POLG2 deficiency causes adult-onset syndromic sensory neuropathy, ataxia and parkinsonism

Juliette C Piard
  • Fonction : Auteur

Résumé

Objective: Mitochondrial dysfunction plays a key role in the pathophysiology of neurodegenerative disorders such as ataxia and Parkinson's disease. We describe an extended Belgian pedigree where seven individuals presented with adult-onset cerebellar ataxia, axonal peripheral ataxic neuropathy, and tremor, in variable combination with parkinsonism, seizures, cognitive decline, and ophthalmoplegia. We sought to identify the underlying molecular etiology and characterize the mitochondrial pathophysiology of this neurological syndrome. Methods: Clinical, neurophysiological, and neuroradiological evaluations were conducted. Patient muscle and cultured fibroblasts underwent extensive analyses to assess mitochondrial function. Genetic studies including genome-wide sequencing were conducted.
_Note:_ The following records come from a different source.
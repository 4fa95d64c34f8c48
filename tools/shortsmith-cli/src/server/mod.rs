//! HTTP export API.

use std::sync::Arc;

use axum::extract::DefaultBodyLimit;
use axum::routing::{get, post};
use axum::Router;

use shortsmith_common::config::AppConfig;
use shortsmith_render_engine::style::StyleResolver;

pub mod handlers;
pub mod response;
pub mod upload;

/// Immutable state shared by every request.
#[derive(Debug)]
pub struct AppState {
    pub config: AppConfig,
    pub style: StyleResolver,
}

impl AppState {
    /// Build the state, scanning font directories once.
    pub fn new(config: AppConfig) -> Self {
        let style = StyleResolver::from_config(&config.style);
        Self { config, style }
    }
}

/// Route path serving rendered files.
fn downloads_route(public_path: &str) -> String {
    let prefix = public_path.trim_end_matches('/');
    format!("{prefix}/:file")
}

pub fn router(state: Arc<AppState>) -> Router {
    let downloads = downloads_route(&state.config.server.public_downloads_path);
    Router::new()
        .route("/health", get(handlers::health))
        .route("/api/export/ranking", post(handlers::export_ranking))
        .route("/api/export/splitscreen", post(handlers::export_split_screen))
        .route(&downloads, get(handlers::download))
        .layer(DefaultBodyLimit::max(state.config.server.max_upload_bytes))
        .with_state(state)
}

/// Bind and serve until the process is stopped.
pub async fn serve(config: AppConfig) -> anyhow::Result<()> {
    tokio::fs::create_dir_all(&config.server.upload_dir).await?;
    tokio::fs::create_dir_all(&config.server.downloads_dir).await?;

    let bind = config.server.bind;
    let state = Arc::new(AppState::new(config));
    let listener = tokio::net::TcpListener::bind(bind).await?;
    tracing::info!(
        bind = %bind,
        downloads = %state.config.server.downloads_dir.display(),
        engine = %state.config.engine.ffmpeg_path.display(),
        "Export server listening"
    );
    axum::serve(listener, router(state)).await?;
    Ok(())
}

#[cfg(test)]
mod tests {
    use super::*;

    #[test]
    fn test_downloads_route() {
        assert_eq!(downloads_route("/downloads"), "/downloads/:file");
        assert_eq!(downloads_route("/media/out/"), "/media/out/:file");
    }

    #[test]
    fn test_router_builds() {
        let _router = router(Arc::new(AppState::new(AppConfig::default())));
    }
}
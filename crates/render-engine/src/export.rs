//! Export pipeline: probe, compile, assemble, run, clean up.

use std::path::{Path, PathBuf};

use serde::Serialize;

use shortsmith_common::config::EngineConfig;
use shortsmith_common::error::{ShortsmithError, ShortsmithResult};
use shortsmith_scene_model::SceneDescription;

use crate::command::{assemble, EngineCommand};
use crate::compiler::{compile_scene, fmt_secs, CompiledScene};
use crate::job::{remove_quietly, RenderJob};
use crate::probe;
use crate::style::StyleResolver;
use crate::subtitles::to_srt;
use crate::supervisor::{ProgressCallback, SupervisorState};

/// Summary of a finished export.
#[derive(Debug, Clone, Serialize)]
pub struct ExportReport {
    pub output_path: PathBuf,
    pub size_bytes: u64,
    /// Output length in seconds, `0.0` when it could not be determined.
    pub duration_secs: f64,
    pub state: SupervisorState,
    /// SRT sidecar written next to the output when the scene has subtitles.
    pub subtitles_path: Option<PathBuf>,
    /// Last engine diagnostics, kept for logs and debugging.
    pub diagnostics_tail: String,
    /// Wall-clock job start, RFC 3339.
    pub started_at: String,
    pub elapsed_secs: f64,
}

/// Render a scene into `job.output_path`.
///
/// Job files are deleted on every path out of this function. A partial
/// output left behind by a failed engine run is deleted too.
pub async fn export_scene(
    job: &mut RenderJob,
    scene: &SceneDescription,
    engine: &EngineConfig,
    style: &StyleResolver,
    progress: Option<ProgressCallback>,
) -> ShortsmithResult<ExportReport> {
    tracing::info!(
        job = %job.id,
        mode = ?scene.mode(),
        output = %job.output_path.display(),
        started_at = %job.clock.epoch_wall(),
        "Starting export"
    );

    let result = run_export(job, scene, engine, style, progress.as_ref()).await;
    if result.is_err() {
        remove_quietly(&job.output_path);
    }

    let state = match job.finish() {
        Ok(state) => state,
        Err(e) => {
            tracing::error!(job = %job.id, error = %e, "Supervisor rejected cleanup");
            job.state()
        }
    };

    match result {
        Ok(mut report) => {
            report.state = state;
            report.elapsed_secs = job.clock.elapsed_secs();
            tracing::info!(
                job = %job.id,
                size_bytes = report.size_bytes,
                duration_secs = report.duration_secs,
                elapsed_secs = report.elapsed_secs,
                "Export finished"
            );
            Ok(report)
        }
        Err(e) => {
            tracing::error!(job = %job.id, error = %e, "Export failed");
            Err(e)
        }
    }
}

async fn run_export(
    job: &mut RenderJob,
    scene: &SceneDescription,
    engine: &EngineConfig,
    style: &StyleResolver,
    progress: Option<&ProgressCallback>,
) -> ShortsmithResult<ExportReport> {
    if let Some(parent) = job.output_path.parent() {
        if !parent.as_os_str().is_empty() {
            tokio::fs::create_dir_all(parent).await?;
        }
    }

    let scene = probe::refine_scene(scene, &engine.ffprobe_path).await;
    let compiled = compile_scene(&scene, style)?;
    let command = assemble(&engine.ffmpeg_path, &compiled, &job.output_path)?;
    tracing::info!(
        statements = compiled.program.statements.len(),
        inputs = compiled.inputs.len(),
        total_secs = compiled.total_secs(),
        subtitle_cards = compiled.subtitle_cards.len(),
        "Export plan built"
    );

    if engine.debug_report {
        let debug_path = debug_report_path(&job.output_path);
        match tokio::fs::write(&debug_path, debug_report(&compiled, &command)).await {
            Ok(()) => tracing::info!(path = %debug_path.display(), "Wrote ffmpeg debug report"),
            Err(e) => {
                tracing::warn!(error = %e, path = %debug_path.display(), "Failed to write ffmpeg debug report")
            }
        }
    }

    let outcome = job
        .supervisor_mut()
        .run(&command, compiled.total_secs(), progress)
        .await?;
    if let Some(err) = outcome.error() {
        return Err(err);
    }

    let size_bytes = match tokio::fs::metadata(&job.output_path).await {
        Ok(meta) => meta.len(),
        Err(_) => {
            return Err(ShortsmithError::render(
                "engine reported success but wrote no output",
                outcome.diagnostics_tail.clone(),
            ))
        }
    };

    let subtitles_path = if compiled.subtitle_cards.is_empty() {
        None
    } else {
        let path = job.output_path.with_extension("srt");
        match tokio::fs::write(&path, to_srt(&compiled.subtitle_cards)).await {
            Ok(()) => Some(path),
            Err(e) => {
                tracing::warn!(error = %e, path = %path.display(), "Failed to write subtitle sidecar");
                None
            }
        }
    };

    let duration_secs = if compiled.total_secs() > 0.0 {
        compiled.total_secs()
    } else {
        probe::probe_duration(&engine.ffprobe_path, &job.output_path)
            .await
            .unwrap_or(0.0)
    };

    Ok(ExportReport {
        output_path: job.output_path.clone(),
        size_bytes,
        duration_secs,
        state: outcome.state,
        subtitles_path,
        diagnostics_tail: outcome.diagnostics_tail,
        started_at: job.clock.epoch_wall().to_string(),
        elapsed_secs: 0.0,
    })
}

/// Path of the debug report written next to `output`.
pub fn debug_report_path(output: &Path) -> PathBuf {
    output.with_extension("ffmpeg-debug.txt")
}

/// Plain-text report of a compiled scene: timing, then one filter
/// statement per line, then the full command.
pub fn debug_report(compiled: &CompiledScene, command: &EngineCommand) -> String {
    let mut report = format!(
        "total_secs={}\ntransition_secs={}\nclip_starts={}\nwidth={}\nheight={}\nfps={}\ninputs={}\nstatements={}\nsubtitle_cards={}\n",
        fmt_secs(compiled.timeline.total_secs),
        fmt_secs(compiled.timeline.transition_secs),
        compiled
            .timeline
            .clip_starts
            .iter()
            .map(|s| fmt_secs(*s))
            .collect::<Vec<_>>()
            .join(","),
        compiled.profile.width,
        compiled.profile.height,
        compiled.fps,
        compiled.inputs.len(),
        compiled.program.statements.len(),
        compiled.subtitle_cards.len(),
    );
    report.push_str("\n[filter_complex]\n");
    for statement in &compiled.program.statements {
        report.push_str(&statement.to_string());
        report.push('\n');
    }
    report.push_str("\n[command]\n");
    report.push_str(&command.to_string());
    report.push('\n');
    report
}

#[cfg(test)]
mod tests {
    use super::*;
    use crate::job::TempFiles;
    use crate::style::{FontResolver, OsFamily};
    use shortsmith_common::config::ColorFormat;
    use shortsmith_scene_model::{MediaFile, RankingRequest};

    fn resolver() -> StyleResolver {
        StyleResolver {
            color_format: ColorFormat::PackedBgra,
            fonts: FontResolver::with_dirs(OsFamily::Linux, "DejaVuSans", &[]),
        }
    }

    fn engine(ffmpeg: &str) -> EngineConfig {
        EngineConfig {
            ffmpeg_path: PathBuf::from(ffmpeg),
            ffprobe_path: PathBuf::from("/nonexistent/ffprobe"),
            debug_report: true,
            diagnostics_tail_chars: 1000,
        }
    }

    #[test]
    fn test_debug_report_lists_statements() {
        let scene = SceneDescription::ranking(
            RankingRequest::default(),
            vec![MediaFile::new("/in/a.mp4"), MediaFile::new("/in/b.mp4")],
            None,
        )
        .unwrap();
        let compiled = compile_scene(&scene, &resolver()).unwrap();
        let command = assemble(Path::new("ffmpeg"), &compiled, Path::new("/out/x.mp4")).unwrap();
        let report = debug_report(&compiled, &command);

        assert!(report.starts_with("total_secs=10\n"));
        assert!(report.contains("clip_starts=0,5\n"));
        assert!(report.contains("[filter_complex]\n"));
        assert!(report.contains("ffmpeg -hide_banner"));
        assert_eq!(
            debug_report_path(Path::new("/out/x.mp4")),
            PathBuf::from("/out/x.ffmpeg-debug.txt")
        );
    }

    #[tokio::test]
    async fn test_missing_engine_cleans_up() {
        let dir = tempfile::tempdir().unwrap();
        let clip = dir.path().join("clip.mp4");
        std::fs::write(&clip, b"not a video").unwrap();
        let mut files = TempFiles::new();
        files.register(&clip);

        let scene = SceneDescription::ranking(
            RankingRequest::default(),
            vec![MediaFile::new(&clip)],
            None,
        )
        .unwrap();
        let mut job = RenderJob::new(dir.path().join("out").join("x.mp4"), files, 1000);
        let err = export_scene(
            &mut job,
            &scene,
            &engine("/nonexistent/shortsmith-ffmpeg"),
            &resolver(),
            None,
        )
        .await
        .unwrap_err();

        assert!(matches!(err, ShortsmithError::EngineUnavailable { .. }));
        assert!(!clip.exists());
        assert_eq!(job.state(), SupervisorState::CleanedUp);
        assert_eq!(
            job.supervisor().history(),
            [
                SupervisorState::Spawned,
                SupervisorState::SpawnFailed,
                SupervisorState::CleanedUp
            ]
        );
        assert!(dir.path().join("out").join("x.ffmpeg-debug.txt").exists());
    }
}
Results: Hallmarks of mitochondrial dysfunction were present in patients' tissues including ultrastructural anomalies of mito-chondria, mosaic cytochrome c oxidase deficiency, and multiple mtDNA deletions. We identified a splice acceptor variant in POLG2, c.970-1G>C, segregating with disease in this family and associated with a concomitant decrease in levels of POLG2 protein in patient cells. Interpretation: This work extends the clinical spectrum of POLG2 deficiency to include an overwhelming, adult-onset neurological syndrome that includes cerebellar syndrome, peripheral neuropathy, tremor, and parkinsonism. We therefore suggest to include POLG2 sequencing in the evaluation of ataxia and sensory neuropathy in adults, especially when it is accompanied by tremor or parkinsonism with white matter disease. The demonstration that deletions of mtDNA resulting from autosomal-dominant POLG2 variant lead to a monogenic neurodegenerative multicompo-nent syndrome provides further evidence for a major role of mitochondrial dys-function in the pathomechanism of nonsyndromic forms of the component neurodegenerative disorders.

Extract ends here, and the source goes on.